Sanjeev Sharma Blog
A fine WordPress.com site
Debug kernel panics
调试kernel panics
Debugging Analysis of Kernel panics and Kernel oopses using System Map:
使用system map 调试分析kernel panics 和kernel oopses:
There are various ways to debug an kernel like debugging by printing ,Using kernel symbols,Using a kernel debugger but this page describes some tricks and techniques to help Interpreting an Oops message and Kernel panic but before going forward we should understand what is kernel OOPS and panic.
有许多各种各样的debug kernel的方法,如使用print函数,使用kernel symbols,使用kernel debugger工具,此处介绍一些技巧帮助理解oops消息和kernel panic日志,首先我们了解一下什么是kernel Oops和kernel panic
A kernel panic is an action taken by an operating system upon detecting an internal fatal error from which it cannot safely recover and force the system to do a controlled system hang / reboot due to a detected run-time system malfunction (not necessarily an OOPS). The operation of the panic kernel feature may be controllable via run-time sysconfig settings such as hung task handling. This is a kernel panic.
kernel panic是操作系统检测到内部致命错误后采取的行动,由于检测到运行时的故障,不能安全恢复,强制系统挂起/重启时。不一定是Oops。内核panic的特性是操作可以通过运行时sysconfig设置(如挂起任务处理)进行控制。
OOPS are due to the Kernel exception handler getting executed including macros such as BUG() which is defined as an invalid instruction. Each exception has a unique number. Some “oops”es are bad enough that the kernel decides to execute the panic feature to stop running immediately. This is a kernel crash optionally followed by invoking a panic.
Oops是由于内核异常处理程序被执行,包括一些宏,例如定义为无效指令的BUG()。每个异常都有一个唯一的编号。有些“Oops”的错误已经足够严重,以至于内核决定执行panic特性以立即停止运行。这是一个可选的内核崩溃,然后调用panic。
When a Kernel OOPS is encountered in a running kernel an OOPS message like ([ 67.994624] Internal error: Oops: 5 [#1] XXXXXXXXXXX) is displayed on the screen. The OOPS message contains the following: the values of the CPU registers, the address of the function that invoked the failure i.e PC, the stack, and the name of the current process executing. By using this OOPS statement, you can begin to debug the specific problem in the kernel. However, sometimes this OOPS message is insufficient.

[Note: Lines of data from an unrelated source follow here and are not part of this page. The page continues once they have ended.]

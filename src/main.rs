//! objdef CLI
//!
//! Usage:
//!   objdef [OPTIONS] [FILES]...
//!
//! Options:
//!   -m, --manifest <FILE>      TOML manifest listing sources in order
//!   -d, --dialect <DIALECT>    Force the dialect of FILES
//!   -v, --verbose              Log each source and definition as it is read
//!   -h, --help                 Print help

use std::path::PathBuf;
use std::process;

use clap::Parser;
use tracing_subscriber::EnvFilter;

use objdef::{read_files, Dialect, Manifest, ObjectDefinition, ReadOptions};

#[derive(Parser)]
#[command(name = "objdef")]
#[command(about = "Read and print container object definitions")]
struct Cli {
    /// Definition files, read after the manifest's sources
    files: Vec<PathBuf>,

    /// TOML manifest listing sources in order
    #[arg(short, long)]
    manifest: Option<PathBuf>,

    /// Dialect of FILES (detected per file when omitted)
    #[arg(short, long, value_enum)]
    dialect: Option<Dialect>,

    /// Debug logging to stderr (RUST_LOG overrides)
    #[arg(short, long)]
    verbose: bool,
}

fn init_logging(verbose: bool) {
    let default_level = if verbose { "debug" } else { "warn" };
    let filter =
        EnvFilter::try_from_default_env().unwrap_or_else(|_| EnvFilter::new(default_level));
    tracing_subscriber::fmt()
        .with_env_filter(filter)
        .with_writer(std::io::stderr)
        .init();
}

fn main() {
    let cli = Cli::parse();
    init_logging(cli.verbose);

    if cli.manifest.is_none() && cli.files.is_empty() {
        eprintln!("Error: no sources given (pass FILES or --manifest)");
        process::exit(1);
    }

    let mut objects: Vec<ObjectDefinition> = Vec::new();

    if let Some(path) = &cli.manifest {
        let manifest = match Manifest::from_file(path) {
            Ok(m) => m,
            Err(e) => {
                eprintln!("Error loading manifest '{}': {}", path.display(), e);
                process::exit(1);
            }
        };
        match manifest.read_definitions() {
            Ok(defs) => objects.extend(defs),
            Err(e) => {
                eprintln!("Error: {}", e);
                process::exit(1);
            }
        }
    }

    let options = ReadOptions::new().with_dialect(cli.dialect);
    match read_files(&cli.files, &options) {
        Ok(defs) => objects.extend(defs),
        Err(e) => {
            eprintln!("Error: {}", e);
            process::exit(1);
        }
    }

    for object in &objects {
        println!("{}", object);
    }
}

当kernel运行时遇到 Oops,形如 ([ 67.994624] Internal error: Oops: 5 [#1] XXXXXXXXXXX)的Oops消息回显示在屏幕上。Oops消息包含如下:CPU寄存器的值,调用故障的函数的地址,例如,当前正在执行的进程的名称,通过Oops语句,可以开始调试内核中的特定问题。然而,有时这个Oops消息是不够的。
In Linux, the System.map file is a symbol table used by the kernel.The System.map is required when the address of a symbol name, or the symbol name of an address, is needed. It is especially useful for debugging kernel panics and kernel oopses. The kernel does the address-to-name translation itself when CONFIG_KALLSYMS is enabled so that tools like ksymoops are not required.
在linux中,System.map文件时内核使用的符号表。当需要符号名的地址或地址的符号名时,System.map是必需的。它对于调试kernel panic和kernel oops特别有用,当启用CONFIG_KALLSYMS时,内核会执行从地址到名称的转换,这样就不需要像ksymoops这样的工具了。
More detailed information can be found here System.map.
Note: Addresses inside System.map may change from one build to the next or in another word new System.map is generated for each build of the kernel however it is must to have System.map of the same Linux kernel on which Kernel panics/oopses has been reported to debug the problem.
System.map中的地址可能随着System.map的更新而改变,所以System.map必须对应linux kernel对应kernel panic/oops才能调试问题。
Note in the kernel backtraces in the logs, the kernel finds the nearest symbol to the address being analysed. Not all function symbols are available because of inlining, static, and optimisation so sometimes the reported function name is not the location of the failure.
注意:在内核回溯日志中,内核会找到与被分析地址最近的符号。由于内联、静态和优化等原因,并非所有函数符号都可用,因此有时报告的函数名并不是故障发生的位置。
How to Debug Kernel panics and oopses:
如何调试kernel panic和oops:
[ 67.994406] Unable to handle kernel paging request at virtual address 02120bc4
[ 67.994495] pgd = 94240000
[ 67.994553] [02120bc4] *pgd=00000000
[ 67.994624] Internal error: Oops: 5 [#1] PREEMPT SMP ARM
[ 67.994926] CPU: 0 Not tainted (3.8.13.23-XXXXXXXX #1)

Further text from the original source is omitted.